Pope's 205, the fastest double hundred in a Test in England, and Ben Duckett's 182, the quickest 150 in a Test at Lord's, were the cornerstones of England's huge first innings total of 524-4 declared on the second day.
At stumps, in a match already being played over a maximum of four days rather than the usual five, Ireland had slumped to 97-3 in their second innings, a deficit of 255 runs.
England debutant fast bowler Josh Tongue did the damage with 3-27 and Ireland opener James McCollum's innings was cut short when he retired hurt with an ankle injury.
Pope, asked if this match felt as much of a Test as his previous 35, told reporters: "Absolutely. Credit to Ireland they've charged in all day -- that was a really good pitch, the ball was soft."
The 25-year-old England vice-captain, whose innings far exceeded his previous Test best of 145, added: "We are all privileged to play in front of pretty much a packed house at Lord's. I hope everyone, the Ireland team as well. I think it 100 percent felt like a regular Test match."
Australia' preparations for a five-match Ashes series that starts later this month include next week's World Test Championship final across London at the Oval.
'Going to get harder'
Duckett, fresh from marking his first Test in England in some style, was under no illusions about the challenge ahead.
"It's only going to get harder, it's going to be a tougher summer than this week," he said.
"I can't wait to take on the Aussies in a few weeks."
But if England do win this match by an innings, the likes of middle-order batsman Jonny Bairstow will not have spent any time at the crease in Test cricket this season ahead of the Ashes opener at Edgbaston starting on June 16.
And England captain Ben Stokes, battling a longstanding knee injury, could end the Ireland match without the all-rounder having batted or bowled.
"I guess Jonny didn't bat but he's played a lot of county cricket," said Pope.
"The way cricket is now, there is not always that feeling of you needing a load of innings before a series."
If Ireland looked outclassed, it was hardly surprising.
This is just their seventh Test and although they set-up a domestic first-class competition prior to being granted Test status, it was suspended during the Covid-19 pandemic.

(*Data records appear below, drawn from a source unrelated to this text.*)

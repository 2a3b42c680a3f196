use std::collections::HashMap;

use async_trait::async_trait;
use chrono::Utc;
use tokio::sync::RwLock;

use super::{sort_links, PaperStore, StoreError};
use crate::models::{
    normalize_doi, normalize_title, CrawlSession, Paper, PaperQueryLink, SearchQuery,
};

#[derive(Default)]
struct Inner {
    /// Insertion ordered so lookups that match several records return the oldest.
    papers: Vec<Paper>,
    links: Vec<PaperQueryLink>,
    queries: HashMap<String, SearchQuery>,
    sessions: Vec<CrawlSession>,
}

/// Process-local store. Nothing survives a restart.
#[derive(Default)]
pub struct MemoryStore {
    inner: RwLock<Inner>,
}

impl MemoryStore {
    pub fn new() -> Self {
        Self::default()
    }

    #[cfg(test)]
    pub async fn paper_count(&self) -> usize {
        self.inner.read().await.papers.len()
    }
}

#[async_trait]
impl PaperStore for MemoryStore {
    async fn find_by_doi(&self, doi: &str) -> Result<Option<Paper>, StoreError> {
        let key = normalize_doi(doi).to_lowercase();
        let inner = self.inner.read().await;
        Ok(inner
            .papers
            .iter()
            .find(|p| p.doi_key().as_deref() == Some(key.as_str()))
            .cloned())
    }

    async fn find_by_title(&self, title: &str) -> Result<Option<Paper>, StoreError> {
        let key = normalize_title(title);
        if key.is_empty() {
            return Ok(None);
        }
        let inner = self.inner.read().await;
        Ok(inner
            .papers
            .iter()
            .find(|p| normalize_title(&p.title) == key)
            .cloned())
    }

    async fn find_by_id(&self, id: &str) -> Result<Option<Paper>, StoreError> {
        let inner = self.inner.read().await;
        Ok(inner.papers.iter().find(|p| p.id == id).cloned())
    }

    async fn upsert(&self, paper: &Paper) -> Result<(), StoreError> {
        let mut inner = self.inner.write().await;
        match inner.papers.iter_mut().find(|p| p.id == paper.id) {
            Some(slot) => *slot = paper.clone(),
            None => inner.papers.push(paper.clone()),
        }
        Ok(())
    }

    async fn link_to_query(
        &self,
        paper_id: &str,
        query_id: &str,
        depth: u32,
    ) -> Result<bool, StoreError> {
        let mut inner = self.inner.write().await;
        if inner
            .links
            .iter()
            .any(|l| l.paper_id == paper_id && l.query_id == query_id)
        {
            return Ok(false);
        }
        inner.links.push(PaperQueryLink {
            paper_id: paper_id.to_string(),
            query_id: query_id.to_string(),
            depth,
            linked_at: Utc::now(),
        });
        Ok(true)
    }

    async fn list_for_query(&self, query_id: &str) -> Result<Vec<Paper>, StoreError> {
        let links = self.list_links(query_id).await?;
        let inner = self.inner.read().await;
        Ok(links
            .iter()
            .filter_map(|l| inner.papers.iter().find(|p| p.id == l.paper_id).cloned())
            .collect())
    }

    async fn list_links(&self, query_id: &str) -> Result<Vec<PaperQueryLink>, StoreError> {
        let inner = self.inner.read().await;
        let mut links: Vec<PaperQueryLink> = inner
            .links
            .iter()
            .filter(|l| l.query_id == query_id)
            .cloned()
            .collect();
        sort_links(&mut links);
        Ok(links)
    }

    async fn save_query(&self, query: &SearchQuery) -> Result<(), StoreError> {
        let mut inner = self.inner.write().await;
        inner.queries.insert(query.id.clone(), query.clone());
        Ok(())
    }

    async fn get_query(&self, id: &str) -> Result<Option<SearchQuery>, StoreError> {
        Ok(self.inner.read().await.queries.get(id).cloned())
    }

    async fn save_session(&self, session: &CrawlSession) -> Result<(), StoreError> {
        let mut inner = self.inner.write().await;
        match inner.sessions.iter_mut().find(|s| s.id == session.id) {
            Some(slot) => *slot = session.clone(),
            None => inner.sessions.push(session.clone()),
        }
        Ok(())
    }

    async fn session_for_query(&self, query_id: &str) -> Result<Option<CrawlSession>, StoreError> {
        let inner = self.inner.read().await;
        Ok(inner
            .sessions
            .iter()
            .filter(|s| s.query_id == query_id)
            .max_by_key(|s| s.started_at)
            .cloned())
    }
}

#[cfg(test)]
mod tests {
    use super::*;

    #[tokio::test]
    async fn test_lookups_are_normalized() {
        let store = MemoryStore::new();
        let paper = Paper::new("test", "Deep Learning, 2020!", Some("10.1/ABC")).unwrap();
        store.upsert(&paper).await.unwrap();

        let by_doi = store.find_by_doi("https://doi.org/10.1/abc").await.unwrap();
        assert_eq!(by_doi.map(|p| p.id), Some(paper.id.clone()));
        let by_title = store.find_by_title("deep learning 2020").await.unwrap();
        assert_eq!(by_title.map(|p| p.id), Some(paper.id.clone()));
        assert!(store.find_by_title("?").await.unwrap().is_none());
    }

    #[tokio::test]
    async fn test_link_is_created_once() {
        let store = MemoryStore::new();
        let paper = Paper::new("test", "T", None).unwrap();
        store.upsert(&paper).await.unwrap();

        assert!(store.link_to_query(&paper.id, "q", 1).await.unwrap());
        assert!(!store.link_to_query(&paper.id, "q", 0).await.unwrap());
        assert!(store.link_to_query(&paper.id, "other", 2).await.unwrap());

        let links = store.list_links("q").await.unwrap();
        assert_eq!(links.len(), 1);
        assert_eq!(links[0].depth, 1);
        assert_eq!(store.list_for_query("q").await.unwrap().len(), 1);
    }

    #[tokio::test]
    async fn test_upsert_replaces_by_id() {
        let store = MemoryStore::new();
        let mut paper = Paper::new("test", "T", None).unwrap();
        store.upsert(&paper).await.unwrap();
        paper.citation_count = 42;
        store.upsert(&paper).await.unwrap();

        assert_eq!(store.paper_count().await, 1);
        let stored = store.find_by_id(&paper.id).await.unwrap().unwrap();
        assert_eq!(stored.citation_count, 42);
    }
}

Cricket Ireland wanted to restart the tournament this year but could not afford the cost and plans to revive the event may depend on whether they qualify for the 50-over World Cup in India later this year, which would be worth some one million euros to them.
"We play in Test matches at the minute against guys who have 50, 60 or more first-class games behind them, and some of our guys have less than five," said Ireland batting coach Gary Wilson.
"So it's tough, it's probably not the way we would chose to go about it but it is what it is and it doesn't take away from the guys wanting to be out there."